(Dataset excerpts)
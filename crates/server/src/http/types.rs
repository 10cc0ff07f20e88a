use serde::{Deserialize, Serialize};

#[derive(Debug, Deserialize)]
pub struct SendSmsRequest {
    pub to: String,
    pub message: String,
}

/// `/send-greeting` body; fields are checked by the handler so a missing
/// field yields the dedicated error message.
#[derive(Debug, Default, Deserialize)]
#[serde(rename_all = "camelCase")]
pub struct SendGreetingRequest {
    #[serde(default)]
    pub to: Option<String>,
    #[serde(default)]
    pub occasion: Option<String>,
    #[serde(default)]
    pub custom_message: Option<String>,
}

impl SendGreetingRequest {
    /// Greeting text: the custom message when given, otherwise the stock one.
    #[must_use]
    pub fn body(&self, occasion: &str) -> String {
        match self.custom_message.as_deref() {
            Some(custom) if !custom.is_empty() => custom.to_string(),
            _ => format!(
                "Wishing you a wonderful {occasion}! Hope your day is filled with joy and happiness."
            ),
        }
    }
}

#[derive(Debug, Serialize)]
#[serde(rename_all = "camelCase")]
pub struct SendSmsResponse {
    pub success: bool,
    pub message: &'static str,
    pub message_sid: String,
    pub to: String,
    pub from: String,
}

#[derive(Debug, Serialize)]
#[serde(rename_all = "camelCase")]
pub struct SendGreetingResponse {
    pub success: bool,
    pub message: &'static str,
    pub message_sid: String,
    pub occasion: String,
    pub to: String,
}

#[derive(Debug, Serialize)]
pub struct HealthResponse {
    pub status: &'static str,
    pub service: &'static str,
}

/// Error payload shared by every failing route
#[derive(Debug, Serialize, Deserialize, PartialEq, Eq)]
pub struct ErrorBody {
    pub error: String,
    #[serde(default, skip_serializing_if = "Option::is_none")]
    pub details: Option<String>,
}

#[cfg(test)]
mod tests {
    use super::*;

    #[test]
    fn test_greeting_body_defaults_to_template() {
        let req = SendGreetingRequest::default();
        assert_eq!(
            req.body("birthday"),
            "Wishing you a wonderful birthday! Hope your day is filled with joy and happiness."
        );
    }

    #[test]
    fn test_greeting_body_prefers_custom_message() {
        let req: SendGreetingRequest = serde_json::from_str(
            r#"{"to":"+11234567890","occasion":"birthday","customMessage":"Happy 30th!"}"#,
        )
        .unwrap();
        assert_eq!(req.body("birthday"), "Happy 30th!");

        let empty = SendGreetingRequest {
            custom_message: Some(String::new()),
            ..SendGreetingRequest::default()
        };
        assert!(empty.body("holiday").starts_with("Wishing you a wonderful holiday!"));
    }
}
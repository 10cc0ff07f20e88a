use serde::{Deserialize, Serialize};
use thiserror::Error;

/// A single send request as received by a front-end.
#[derive(Debug, Clone, PartialEq, Eq)]
pub struct SendRequest {
    pub recipient: String,
    pub body: String,
}

impl SendRequest {
    #[must_use]
    pub fn new(recipient: impl Into<String>, body: impl Into<String>) -> Self {
        Self {
            recipient: recipient.into(),
            body: body.into(),
        }
    }
}

/// Message handed to the provider.
#[derive(Debug, Clone, PartialEq, Eq, Serialize)]
pub struct OutboundMessage {
    pub to: String,
    pub from: String,
    pub body: String,
}

/// Provider acknowledgement of a created message.
#[derive(Debug, Clone, PartialEq, Eq, Deserialize)]
pub struct MessageReceipt {
    pub sid: String,
    #[serde(default)]
    pub status: Option<String>,
}

/// Why a dispatch did not produce a message.
#[derive(Error, Debug, Clone, PartialEq, Eq)]
pub enum SendFailure {
    /// Rejected before contacting the provider.
    #[error("Phone number must be in E.164 format")]
    InvalidRecipient,

    /// The provider call failed; carries the provider's message text.
    #[error("{0}")]
    Provider(String),
}

impl SendFailure {
    #[must_use]
    pub fn reason(&self) -> String {
        self.to_string()
    }
}

/// Result of a dispatch.
#[derive(Debug, Clone, PartialEq, Eq)]
pub enum SendOutcome {
    Success { message_sid: String },
    Failure(SendFailure),
}

impl SendOutcome {
    #[must_use]
    pub fn is_success(&self) -> bool {
        matches!(self, Self::Success { .. })
    }
}
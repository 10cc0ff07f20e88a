mod config;
pub mod http;
mod mcp;
pub mod prompts;
mod schemas;
pub mod telemetry;

pub use config::{Config, ProviderConfig, ServerConfig};
pub use mcp::{McpServer, SERVER_NAME, SERVER_VERSION};
pub use schemas::*;

use std::sync::Arc;
use twilio_sms_core::{Credentials, Dispatcher, TwilioClient};

/// Build the shared dispatcher from credentials and provider settings
pub fn build_dispatcher(
    credentials: Credentials,
    provider: &ProviderConfig,
) -> anyhow::Result<Dispatcher> {
    let from_number = credentials.from_number.clone();
    let client = TwilioClient::builder(credentials)
        .api_base_url(provider.api_base_url.as_str())
        .timeout(provider.timeout())
        .user_agent(concat!("twilio-sms/", env!("CARGO_PKG_VERSION")))
        .build()?;

    tracing::info!("Twilio endpoint: {}", client.messages_url());
    Ok(Dispatcher::new(Arc::new(client), from_number))
}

* _To do_: Where a line of the records includes "Option", copy it.

* _Worked solution_:
    pub to: Option<String>,
    pub occasion: Option<String>,
    pub custom_message: Option<String>,
    #[serde(default, skip_serializing_if = "Option::is_none")]
    pub details: Option<String>,
    pub status: Option<String>,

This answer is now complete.